その身に宿す、強大な魔力とは相反するかのごとくに。
自身の力に恐れをなして、仲間を傷つけてしまうのではないだろうかと怯えている彼女を誰か助けてあげることはできるのだろうか。
自分がそう在りたいとは思うけれども。
「…ん…あれ……まだ、起きてたの…?」
そう彼女が薄く目を開く。
「あ…手……」
「うん?あぁごめんね。なんか繋ぎたくなっちゃって」
「ん…ありがとう。

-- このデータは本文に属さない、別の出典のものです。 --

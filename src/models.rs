//! Core data models for the research-and-critique loop

use serde::{Deserialize, Serialize};
use serde_json::Value;
use std::collections::BTreeMap;
use uuid::Uuid;

/// Score assumed when the critic output cannot be graded
pub const DEFAULT_CRITIC_SCORE: u8 = 6;

/// Fixed fan-out of every planning pass
pub const SUB_QUESTION_COUNT: usize = 3;

//
// ================= Request =================
//

/// Caller-supplied parameters for one analysis run.
///
/// `target_score` and `max_retries` carry no defaults here; the serving
/// layer decides them.
#[derive(Debug, Clone, Serialize, Deserialize)]
pub struct AnalysisRequest {
    pub question: String,
    pub purpose: String,
    pub target_score: u8,
    pub max_retries: u32,
}

//
// ================= Retrieval =================
//

/// Outcome of searching one sub-question.
///
/// Exactly one of `content` / `error` is populated.
#[derive(Debug, Clone, Serialize, Deserialize, PartialEq)]
pub struct SearchOutcome {
    pub question: String,
    pub content: Option<Value>,
    pub error: Option<String>,
    pub attempts: u32,
}

impl SearchOutcome {
    pub fn found(question: impl Into<String>, content: Value, attempts: u32) -> Self {
        Self {
            question: question.into(),
            content: Some(content),
            error: None,
            attempts,
        }
    }

    pub fn failed(question: impl Into<String>, error: impl Into<String>, attempts: u32) -> Self {
        Self {
            question: question.into(),
            content: None,
            error: Some(error.into()),
            attempts,
        }
    }

    pub fn is_error(&self) -> bool {
        self.error.is_some()
    }
}

//
// ================= State =================
//

/// The value threaded through every stage of the loop.
///
/// Stages consume a state and hand back a new one; nothing holds a
/// reference to a previous cycle's sequences.
#[derive(Debug, Clone, Serialize, Deserialize)]
pub struct AnalysisState {
    pub question: String,
    pub purpose: String,
    pub sub_questions: Vec<String>,
    pub search_results: Vec<SearchOutcome>,
    pub summaries: Vec<String>,
    pub critic_score: u8,
    pub critic_feedback: String,
    pub retry_count: u32,
    pub target_score: u8,
    pub max_retries: u32,
    pub processing_time: BTreeMap<String, f64>,
    pub final_answer: Option<String>,
    pub max_retries_reached: bool,
}

impl AnalysisState {
    pub fn new(request: &AnalysisRequest) -> Self {
        Self {
            question: request.question.clone(),
            purpose: request.purpose.clone(),
            sub_questions: Vec::new(),
            search_results: Vec::new(),
            summaries: Vec::new(),
            critic_score: DEFAULT_CRITIC_SCORE,
            critic_feedback: String::new(),
            retry_count: 0,
            target_score: request.target_score,
            max_retries: request.max_retries,
            processing_time: BTreeMap::new(),
            final_answer: None,
            max_retries_reached: false,
        }
    }

    /// Append a timing entry. Keys are never overwritten.
    pub fn with_timing(mut self, key: impl Into<String>, seconds: f64) -> Self {
        self.processing_time.entry(key.into()).or_insert(seconds);
        self
    }

    /// Timing key for a per-cycle stage: bare on the first cycle,
    /// suffixed with the retry number afterwards.
    pub fn cycle_key(&self, stage: &str) -> String {
        if self.retry_count == 0 {
            stage.to_string()
        } else {
            format!("{}_{}", stage, self.retry_count)
        }
    }

    pub fn total_processing_time(&self) -> f64 {
        self.processing_time.values().sum()
    }
}

//
// ================= Final Result =================
//

/// What the caller of a run receives. Always well-formed.
#[derive(Debug, Clone, Serialize, Deserialize)]
pub struct AnalysisReport {
    pub run_id: Uuid,
    pub final_answer: String,
    pub critic_score: Option<u8>,
    pub retry_count: u32,
    pub processing_time: BTreeMap<String, f64>,
    pub max_retries_reached: bool,
    pub error: bool,
    pub critic_feedback: Option<String>,
    pub sub_questions: Vec<String>,
}

impl AnalysisReport {
    pub fn from_state(run_id: Uuid, state: AnalysisState) -> Self {
        let critic_feedback = if state.critic_feedback.is_empty() {
            None
        } else {
            Some(state.critic_feedback)
        };

        Self {
            run_id,
            final_answer: state
                .final_answer
                .unwrap_or_else(|| "No analysis available".to_string()),
            critic_score: Some(state.critic_score),
            retry_count: state.retry_count,
            processing_time: state.processing_time,
            max_retries_reached: state.max_retries_reached,
            error: false,
            critic_feedback,
            sub_questions: state.sub_questions,
        }
    }

    pub fn failed(run_id: Uuid, message: String) -> Self {
        Self {
            run_id,
            final_answer: format!("Analysis failed: {}", message),
            critic_score: None,
            retry_count: 0,
            processing_time: BTreeMap::new(),
            max_retries_reached: false,
            error: true,
            critic_feedback: None,
            sub_questions: Vec::new(),
        }
    }
}
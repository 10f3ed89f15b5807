//! Error types for the financial research agent

use thiserror::Error;

/// Result type alias for analysis operations
pub type Result<T> = std::result::Result<T, AnalysisError>;

#[derive(Error, Debug)]
pub enum AnalysisError {

    // =============================
    // Core Loop Errors
    // =============================

    #[error("LLM error: {0}")]
    LlmError(String),

    #[error("Search error: {0}")]
    SearchError(String),

    #[error("Loop bound exceeded: {0}")]
    LoopBoundExceeded(String),

    #[error("Configuration error: {0}")]
    ConfigError(String),

    // =============================
    // External Library Conversions
    // =============================

    #[error("Serialization error: {0}")]
    SerializationError(#[from] serde_json::Error),

    #[error("HTTP client error: {0}")]
    HttpError(#[from] reqwest::Error),

    #[error("IO error: {0}")]
    IoError(#[from] std::io::Error),
}
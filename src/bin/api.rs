use financial_research_agent::{
    agent::Orchestrator,
    api::{start_server, ApiState},
    config::ServiceConfig,
    llm::build_language_model,
    search::build_search_provider,
};
use std::sync::Arc;
use tracing::info;
use tracing_subscriber::EnvFilter;

#[tokio::main]
async fn main() -> Result<(), Box<dyn std::error::Error>> {
    // Initialize tracing
    tracing_subscriber::fmt()
        .with_env_filter(
            EnvFilter::try_from_default_env().unwrap_or_else(|_| EnvFilter::new("info")),
        )
        .init();

    let config = ServiceConfig::from_env()?;

    info!("🚀 Financial Research Agent - API Server");
    info!(
        port = config.port,
        llm_provider = ?config.llm_provider,
        search_backend = ?config.search_backend,
        "Configuration loaded"
    );

    let llm = build_language_model(&config)?;
    let search = build_search_provider(&config)?;
    let orchestrator = Arc::new(Orchestrator::new(llm, search));

    info!("✅ Orchestrator initialized");

    let state = ApiState {
        orchestrator,
        default_target_score: config.default_target_score,
        default_max_retries: config.default_max_retries,
    };

    start_server(state, config.port).await?;

    Ok(())
}
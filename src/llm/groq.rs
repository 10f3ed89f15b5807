//! Groq chat-completions client
//!
//! Groq speaks the OpenAI wire format. One long-lived reqwest::Client
//! is kept for connection pooling.

use crate::error::AnalysisError;
use crate::llm::LanguageModel;
use crate::Result;
use async_trait::async_trait;
use reqwest::Client;
use serde::{Deserialize, Serialize};
use std::time::Duration;
use tracing::{debug, error};

const GROQ_CHAT_URL: &str = "https://api.groq.com/openai/v1/chat/completions";

pub struct GroqClient {
    client: Client,
    api_key: String,
    model: String,
    temperature: f32,
}

impl GroqClient {
    pub fn new(api_key: String, model: String) -> Result<Self> {
        let client = Client::builder()
            .pool_idle_timeout(Duration::from_secs(90))
            .pool_max_idle_per_host(8)
            .timeout(Duration::from_secs(120))
            .build()?;

        Ok(Self {
            client,
            api_key,
            model,
            temperature: 0.1,
        })
    }

    fn build_request(&self, prompt: &str) -> ChatRequest {
        ChatRequest {
            model: self.model.clone(),
            messages: vec![ChatMessage {
                role: "user".to_string(),
                content: prompt.to_string(),
            }],
            temperature: self.temperature,
        }
    }
}

#[async_trait]
impl LanguageModel for GroqClient {
    async fn complete(&self, prompt: &str) -> Result<String> {
        if self.api_key.is_empty() {
            return Err(AnalysisError::LlmError(
                "GROQ_API_KEY not configured".to_string(),
            ));
        }

        let request = self.build_request(prompt);

        debug!(model = %self.model, prompt_chars = prompt.len(), "Calling Groq API");

        let response = self
            .client
            .post(GROQ_CHAT_URL)
            .bearer_auth(&self.api_key)
            .json(&request)
            .send()
            .await
            .map_err(|e| {
                error!("Groq API request failed: {}", e);
                AnalysisError::LlmError(format!("Groq API error: {}", e))
            })?;

        if !response.status().is_success() {
            let status = response.status();
            let error_text = response.text().await.unwrap_or_default();
            error!(%status, "Groq API error response: {}", error_text);
            return Err(AnalysisError::LlmError(format!(
                "Groq API returned {}: {}",
                status, error_text
            )));
        }

        let chat: ChatResponse = response.json().await.map_err(|e| {
            AnalysisError::LlmError(format!("Groq parse error: {}", e))
        })?;

        parse_chat_response(chat)
    }
}

fn parse_chat_response(chat: ChatResponse) -> Result<String> {
    chat.choices
        .into_iter()
        .next()
        .and_then(|choice| choice.message.content)
        .ok_or_else(|| AnalysisError::LlmError("Empty response from Groq".to_string()))
}

#[derive(Debug, Serialize)]
struct ChatRequest {
    model: String,
    messages: Vec<ChatMessage>,
    temperature: f32,
}

#[derive(Debug, Serialize, Deserialize)]
struct ChatMessage {
    role: String,
    content: String,
}

#[derive(Debug, Deserialize)]
struct ChatResponse {
    choices: Vec<Choice>,
}

#[derive(Debug, Deserialize)]
struct Choice {
    message: ResponseMessage,
}

#[derive(Debug, Deserialize)]
struct ResponseMessage {
    content: Option<String>,
}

わたしも、なんだか…安心する……」
そうティナがまた目を瞑り眠りに落ちていった。
長い睫に白い肌、そこに注した桃色の頬。
眠る姿はあどけなくて、こんなにも普通の少女なのに。
一歩踏み違えば、彼女はきっと闇に飲み込まれてしまう。
そして、自らの意志もなく、闇の者のいいように扱われて。
きっと、躊躇うこともなく、衝動に身を任せて……。
それを知ってしまった彼女は、あの、はにかんだような微笑を見せてくれることもなくなるのだろう。
心を閉ざして、今以上に己の力に苦しみを強いられて。
……だめだ。
そんなことは、させない。
私も彼女を護るから、どうか。
明日という日も、どうか彼女と一緒にいられますように。
そう、祈るように彼女の手を強く握り締める。